Saved entries:
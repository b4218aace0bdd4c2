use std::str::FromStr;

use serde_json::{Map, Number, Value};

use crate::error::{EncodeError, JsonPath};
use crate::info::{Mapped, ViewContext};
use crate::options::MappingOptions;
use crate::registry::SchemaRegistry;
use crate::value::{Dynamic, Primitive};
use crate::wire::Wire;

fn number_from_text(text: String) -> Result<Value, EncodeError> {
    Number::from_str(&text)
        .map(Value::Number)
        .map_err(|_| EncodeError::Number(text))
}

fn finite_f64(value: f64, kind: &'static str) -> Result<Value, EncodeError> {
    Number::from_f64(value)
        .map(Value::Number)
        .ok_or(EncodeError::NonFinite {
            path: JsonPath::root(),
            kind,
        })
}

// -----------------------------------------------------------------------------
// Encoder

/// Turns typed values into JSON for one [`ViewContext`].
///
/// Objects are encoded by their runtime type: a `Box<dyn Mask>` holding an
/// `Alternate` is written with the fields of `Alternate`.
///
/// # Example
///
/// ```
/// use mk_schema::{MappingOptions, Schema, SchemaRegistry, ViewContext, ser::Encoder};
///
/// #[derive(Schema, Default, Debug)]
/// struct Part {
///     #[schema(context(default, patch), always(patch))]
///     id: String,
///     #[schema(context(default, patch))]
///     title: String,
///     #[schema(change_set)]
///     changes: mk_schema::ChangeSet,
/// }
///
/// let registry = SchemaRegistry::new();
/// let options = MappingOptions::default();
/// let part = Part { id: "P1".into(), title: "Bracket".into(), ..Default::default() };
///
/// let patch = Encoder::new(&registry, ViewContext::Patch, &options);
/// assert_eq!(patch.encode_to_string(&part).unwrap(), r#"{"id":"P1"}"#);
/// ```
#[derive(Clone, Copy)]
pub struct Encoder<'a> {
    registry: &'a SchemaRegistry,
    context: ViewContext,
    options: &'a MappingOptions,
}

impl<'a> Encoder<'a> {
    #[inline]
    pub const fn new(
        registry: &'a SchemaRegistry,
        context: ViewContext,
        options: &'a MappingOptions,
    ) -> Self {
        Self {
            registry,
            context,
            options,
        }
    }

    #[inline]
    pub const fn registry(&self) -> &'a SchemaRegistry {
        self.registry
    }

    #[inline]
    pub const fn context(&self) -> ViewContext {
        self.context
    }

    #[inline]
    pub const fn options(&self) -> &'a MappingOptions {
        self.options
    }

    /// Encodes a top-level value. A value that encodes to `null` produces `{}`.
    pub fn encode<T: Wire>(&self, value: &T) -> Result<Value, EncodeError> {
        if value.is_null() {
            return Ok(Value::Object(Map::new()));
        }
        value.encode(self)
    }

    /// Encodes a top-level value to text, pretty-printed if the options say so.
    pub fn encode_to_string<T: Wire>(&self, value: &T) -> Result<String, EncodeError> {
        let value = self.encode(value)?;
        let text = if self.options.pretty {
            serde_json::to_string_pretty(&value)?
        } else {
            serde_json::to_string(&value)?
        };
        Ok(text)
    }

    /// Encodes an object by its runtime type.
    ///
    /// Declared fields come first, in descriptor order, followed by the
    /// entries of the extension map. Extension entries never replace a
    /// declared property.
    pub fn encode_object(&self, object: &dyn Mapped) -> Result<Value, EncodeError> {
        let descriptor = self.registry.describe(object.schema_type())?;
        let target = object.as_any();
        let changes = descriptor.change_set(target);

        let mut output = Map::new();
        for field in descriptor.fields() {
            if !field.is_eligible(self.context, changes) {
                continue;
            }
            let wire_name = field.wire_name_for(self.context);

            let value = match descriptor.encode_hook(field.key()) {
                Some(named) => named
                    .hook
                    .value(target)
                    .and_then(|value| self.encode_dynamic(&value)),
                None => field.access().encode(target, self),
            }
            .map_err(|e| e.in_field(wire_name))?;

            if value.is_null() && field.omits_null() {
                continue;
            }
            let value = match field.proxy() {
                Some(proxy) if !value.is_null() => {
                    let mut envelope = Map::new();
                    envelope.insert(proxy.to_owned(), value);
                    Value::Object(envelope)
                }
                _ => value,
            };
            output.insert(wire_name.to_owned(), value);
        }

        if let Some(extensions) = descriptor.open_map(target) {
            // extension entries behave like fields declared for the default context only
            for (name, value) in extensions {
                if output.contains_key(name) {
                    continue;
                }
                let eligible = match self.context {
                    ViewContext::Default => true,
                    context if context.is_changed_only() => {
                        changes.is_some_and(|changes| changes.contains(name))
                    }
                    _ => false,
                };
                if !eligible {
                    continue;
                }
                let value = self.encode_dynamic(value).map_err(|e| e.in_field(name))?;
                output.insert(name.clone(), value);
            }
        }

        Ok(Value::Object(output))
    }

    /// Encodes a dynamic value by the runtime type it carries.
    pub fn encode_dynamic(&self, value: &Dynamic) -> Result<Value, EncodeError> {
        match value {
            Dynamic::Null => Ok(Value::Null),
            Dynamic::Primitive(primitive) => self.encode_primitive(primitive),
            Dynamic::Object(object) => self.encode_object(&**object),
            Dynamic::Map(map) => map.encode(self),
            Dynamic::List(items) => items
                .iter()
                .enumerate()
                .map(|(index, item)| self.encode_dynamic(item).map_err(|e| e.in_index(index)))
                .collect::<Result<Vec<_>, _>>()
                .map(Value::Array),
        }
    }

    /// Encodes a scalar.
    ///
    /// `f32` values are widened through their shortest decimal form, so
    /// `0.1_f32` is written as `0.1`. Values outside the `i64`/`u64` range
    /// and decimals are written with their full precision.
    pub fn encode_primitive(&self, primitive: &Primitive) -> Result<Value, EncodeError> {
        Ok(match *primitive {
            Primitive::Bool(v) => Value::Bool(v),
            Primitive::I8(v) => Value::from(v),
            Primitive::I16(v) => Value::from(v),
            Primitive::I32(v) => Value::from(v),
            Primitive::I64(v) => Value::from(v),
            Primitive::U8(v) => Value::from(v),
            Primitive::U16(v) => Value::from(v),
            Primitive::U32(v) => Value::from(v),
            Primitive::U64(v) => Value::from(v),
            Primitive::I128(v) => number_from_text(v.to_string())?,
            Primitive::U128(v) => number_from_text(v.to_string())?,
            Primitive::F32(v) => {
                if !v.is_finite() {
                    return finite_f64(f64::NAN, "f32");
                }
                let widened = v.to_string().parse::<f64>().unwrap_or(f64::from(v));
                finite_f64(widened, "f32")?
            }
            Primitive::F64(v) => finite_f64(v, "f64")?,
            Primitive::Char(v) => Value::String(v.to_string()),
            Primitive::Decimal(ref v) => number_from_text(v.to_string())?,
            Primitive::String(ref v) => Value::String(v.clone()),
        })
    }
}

• _What the exercise asks_
The records above need to be duplicated. Keep every word unchanged.

• _Answer for the task_
repository b4218aace0bdd4c2
use std::str::FromStr;

use serde_json::{Map, Number, Value};

use crate::error::{EncodeError, JsonPath};
use crate::info::{Mapped, ViewContext};
use crate::options::MappingOptions;
use crate::registry::SchemaRegistry;
use crate::value::{Dynamic, Primitive};
use crate::wire::Wire;

fn number_from_text(text: String) -> Result<Value, EncodeError> {
    Number::from_str(&text)
        .map(Value::Number)
        .map_err(|_| EncodeError::Number(text))
}

fn finite_f64(value: f64, kind: &'static str) -> Result<Value, EncodeError> {
    Number::from_f64(value)
        .map(Value::Number)
        .ok_or(EncodeError::NonFinite {
            path: JsonPath::root(),
            kind,
        })
}

// -----------------------------------------------------------------------------
// Encoder

/// Turns typed values into JSON for one [`ViewContext`].
///
/// Objects are encoded by their runtime type: a `Box<dyn Mask>` holding an
/// `Alternate` is written with the fields of `Alternate`.
///
/// # Example
///
/// ```
/// use mk_schema::{MappingOptions, Schema, SchemaRegistry, ViewContext, ser::Encoder};
///
/// #[derive(Schema, Default, Debug)]
/// struct Part {
///     #[schema(context(default, patch), always(patch))]
///     id: String,
///     #[schema(context(default, patch))]
///     title: String,
///     #[schema(change_set)]
///     changes: mk_schema::ChangeSet,
/// }
///
/// let registry = SchemaRegistry::new();
/// let options = MappingOptions::default();
/// let part = Part { id: "P1".into(), title: "Bracket".into(), ..Default::default() };
///
/// let patch = Encoder::new(&registry, ViewContext::Patch, &options);
/// assert_eq!(patch.encode_to_string(&part).unwrap(), r#"{"id":"P1"}"#);
/// ```
#[derive(Clone, Copy)]
pub struct Encoder<'a> {
    registry: &'a SchemaRegistry,
    context: ViewContext,
    options: &'a MappingOptions,
}

impl<'a> Encoder<'a> {
    #[inline]
    pub const fn new(
        registry: &'a SchemaRegistry,
        context: ViewContext,
        options: &'a MappingOptions,
    ) -> Self {
        Self {
            registry,
            context,
            options,
        }
    }

    #[inline]
    pub const fn registry(&self) -> &'a SchemaRegistry {
        self.registry
    }

    #[inline]
    pub const fn context(&self) -> ViewContext {
        self.context
    }

    #[inline]
    pub const fn options(&self) -> &'a MappingOptions {
        self.options
    }

    /// Encodes a top-level value. A value that encodes to `null` produces `{}`.
    pub fn encode<T: Wire>(&self, value: &T) -> Result<Value, EncodeError> {
        if value.is_null() {
            return Ok(Value::Object(Map::new()));
        }
        value.encode(self)
    }

    /// Encodes a top-level value to text, pretty-printed if the options say so.
    pub fn encode_to_string<T: Wire>(&self, value: &T) -> Result<String, EncodeError> {
        let value = self.encode(value)?;
        let text = if self.options.pretty {
            serde_json::to_string_pretty(&value)?
        } else {
            serde_json::to_string(&value)?
        };
        Ok(text)
    }

    /// Encodes an object by its runtime type.
    ///
    /// Declared fields come first, in descriptor order, followed by the
    /// entries of the extension map. Extension entries never replace a
    /// declared property.
    pub fn encode_object(&self, object: &dyn Mapped) -> Result<Value, EncodeError> {
        let descriptor = self.registry.describe(object.schema_type())?;
        let target = object.as_any();
        let changes = descriptor.change_set(target);

        let mut output = Map::new();
        for field in descriptor.fields() {
            if !field.is_eligible(self.context, changes) {
                continue;
            }
            let wire_name = field.wire_name_for(self.context);

            let value = match descriptor.encode_hook(field.key()) {
                Some(named) => named
                    .hook
                    .value(target)
                    .and_then(|value| self.encode_dynamic(&value)),
                None => field.access().encode(target, self),
            }
            .map_err(|e| e.in_field(wire_name))?;

            if value.is_null() && field.omits_null() {
                continue;
            }
            let value = match field.proxy() {
                Some(proxy) if !value.is_null() => {
                    let mut envelope = Map::new();
                    envelope.insert(proxy.to_owned(), value);
                    Value::Object(envelope)
                }
                _ => value,
            };
            output.insert(wire_name.to_owned(), value);
        }

        if let Some(extensions) = descriptor.open_map(target) {
            // extension entries behave like fields declared for the default context only
            for (name, value) in extensions {
                if output.contains_key(name) {
                    continue;
                }
                let eligible = match self.context {
                    ViewContext::Default => true,
                    context if context.is_changed_only() => {
                        changes.is_some_and(|changes| changes.contains(name))
                    }
                    _ => false,
                };
                if !eligible {
                    continue;
                }
                let value = self.encode_dynamic(value).map_err(|e| e.in_field(name))?;
                output.insert(name.clone(), value);
            }
        }

        Ok(Value::Object(output))
    }

    /// Encodes a dynamic value by the runtime type it carries.
    pub fn encode_dynamic(&self, value: &Dynamic) -> Result<Value, EncodeError> {
        match value {
            Dynamic::Null => Ok(Value::Null),
            Dynamic::Primitive(primitive) => self.encode_primitive(primitive),
            Dynamic::Object(object) => self.encode_object(&**object),
            Dynamic::Map(map) => map.encode(self),
            Dynamic::List(items) => items
                .iter()
                .enumerate()
                .map(|(index, item)| self.encode_dynamic(item).map_err(|e| e.in_index(index)))
                .collect::<Result<Vec<_>, _>>()
                .map(Value::Array),
        }
    }

    /// Encodes a scalar.
    ///
    /// `f32` values are widened through their shortest decimal form, so
    /// `0.1_f32` is written as `0.1`. Values outside the `i64`/`u64` range
    /// and decimals are written with their full precision.
    pub fn encode_primitive(&self, primitive: &Primitive) -> Result<Value, EncodeError> {
        Ok(match *primitive {
            Primitive::Bool(v) => Value::Bool(v),
            Primitive::I8(v) => Value::from(v),
            Primitive::I16(v) => Value::from(v),
            Primitive::I32(v) => Value::from(v),
            Primitive::I64(v) => Value::from(v),
            Primitive::U8(v) => Value::from(v),
            Primitive::U16(v) => Value::from(v),
            Primitive::U32(v) => Value::from(v),
            Primitive::U64(v) => Value::from(v),
            Primitive::I128(v) => number_from_text(v.to_string())?,
            Primitive::U128(v) => number_from_text(v.to_string())?,
            Primitive::F32(v) => {
                if !v.is_finite() {
                    return finite_f64(f64::NAN, "f32");
                }
                let widened = v.to_string().parse::<f64>().unwrap_or(f64::from(v));
                finite_f64(widened, "f32")?
            }
            Primitive::F64(v) => finite_f64(v, "f64")?,
            Primitive::Char(v) => Value::String(v.to_string()),
            Primitive::Decimal(ref v) => number_from_text(v.to_string())?,
            Primitive::String(ref v) => Value::String(v.clone()),
        })
    }
}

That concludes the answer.